As a film, Pulse is let down by its opening, creepy J-horror gambits, because they led me to expect something quite different. (The title, of course, doesn’t help. Having watched the film, I still have no idea why it’s called Pulse.) Although marketed in a similar way, this film is less along the lines of Ringu‘s pass-it-on-before-it-gets-you curse or the haunted house scenario of The Grudge and closer, by the end, to something like Day of the Triffids as the horror reaches worldwide-disaster proportions, and a truly bleak feeling at the end which even the most nihilistic of horrors (Audition, for instance) don’t manage. Not entirely successful, but certainly original.

Sophie Scholl

sophie_schollSophie Scholl is the dramatisation of a true story set in the latter days of World War II Germany. Sophie, her brother, and a few friends, distribute pamphlets criticising Hitler’s government and pleading for the war’s inevitable end to be brought about sooner rather than later, if nothing else for the sake of soldiers’ lives. Unfortunately, in Hitler’s Germany publicising such political beliefs was punishable by death.

Sophie Scholl is typical of a sort of film that Hollywood just can’t do but Europe excells in — slow-paced, intense, the drama of human beings rather than epic spectacle. I wouldn’t be surprised if the film was based on a stage play, as it is mostly static and takes place in a small number of locations, the primary one being the room in which the initial interviews occur between Sophie (Julia Jentsch) and the police officer trying to determine her guilt. That officer is played by a wonderfully Donald Pleasance-looking Gerald Alexander Held, who manages to make the role sympathetic, as he obviously wants to find Sophie innocent, and is a stark contrast to the prosecutor in the later court scene, who dresses in bright, Spanish Inquisition red and screams like a Hitlerian madman.

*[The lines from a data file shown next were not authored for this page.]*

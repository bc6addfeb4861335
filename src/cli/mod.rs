//! # CLI Module
//!
//! User-facing commands. Each command loads what it needs (configuration,
//! stored token), drives the library modules and prints the outcome with the
//! crate's output macros and `tabled` tables.
//!
//! ## Commands
//!
//! - [`auth`] - Spotify OAuth authentication with PKCE
//! - [`seasons`] - lists the configured years and their season ranges
//! - [`capsule`] - samples songs added during a season, optionally saving them as a playlist
//! - [`recommend`] - recommendations seeded from the library, optionally saved as a playlist
//! - [`stats`] - how many playlists have been created with the tool
//!
//! ## Error presentation
//!
//! Library errors are printed once, using their user-facing message. Recoverable
//! failures (empty selections, rate limits, failed writes) are warnings and
//! the user simply runs the command again; configuration errors are fatal.
//!
//! ## Usage
//!
//! ```bash
//! timecapsule auth
//! timecapsule seasons
//! timecapsule capsule --year 2021 --season summer --limit 25 --name "Summer '21"
//! timecapsule recommend --genre chill --genre disco --name "Chill Disco" --pick 1,4,7
//! ```

mod auth;
mod capsule;
mod playlist;
mod recommend;
mod seasons;
mod stats;

pub use auth::auth;
pub use capsule::capsule;
pub use recommend::recommend;
pub use seasons::seasons;
pub use stats::stats;

use std::time::Duration;

use indicatif::{ProgressBar, ProgressStyle};

use crate::{errors::CapsuleError, management::TokenManager, spotify::Session, warning};

fn spinner(message: &'static str) -> ProgressBar {
    let pb = ProgressBar::new_spinner();
    pb.set_message(message);
    pb.enable_steady_tick(Duration::from_millis(100));
    if let Ok(style) = ProgressStyle::with_template("{spinner:.blue} {msg}") {
        pb.set_style(style.tick_chars("⠋⠙⠹⠸⠼⠴⠦⠧⠇⠏"));
    }
    pb
}

/// A session for the stored token. Without one every catalog call short-circuits.
async fn load_session() -> Session {
    let credential = match TokenManager::load().await {
        Ok(mut manager) => Some(manager.credential().await),
        Err(e) => {
            log::debug!("no stored token: {}", e);
            None
        }
    };

    Session::from_config(credential)
}

fn report(e: &CapsuleError) {
    log::debug!("{:?}", e);
    if e.is_recoverable() {
        warning!("{}", e);
    } else {
        crate::error!("{}", e);
    }
}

The film is about the heroism of conscience, of having the bravery to express your beliefs no matter what the consequences. “What can we rely on if not the law?” says the investigating officer. “On your conscience,” Sophie says. The officer replies: “What would happen if everyone separately decided what is right and wrong?” And thus sums up the nightmare of dictators everywhere.

Germany, as a nation, is still labouring under the guilt of having been the birthplace of the greatest evil of the 20th Century. It’s amazing to think that the recent film Downfall was the first German film to represent Hitler (I think I’ve got that right). If so, Sophie Scholl is a timely reminder that many people within that country were horrified by what happened, and tried to prevent it or speak against it despite dangers not faced by those deploring Hitler’s regime from the outside.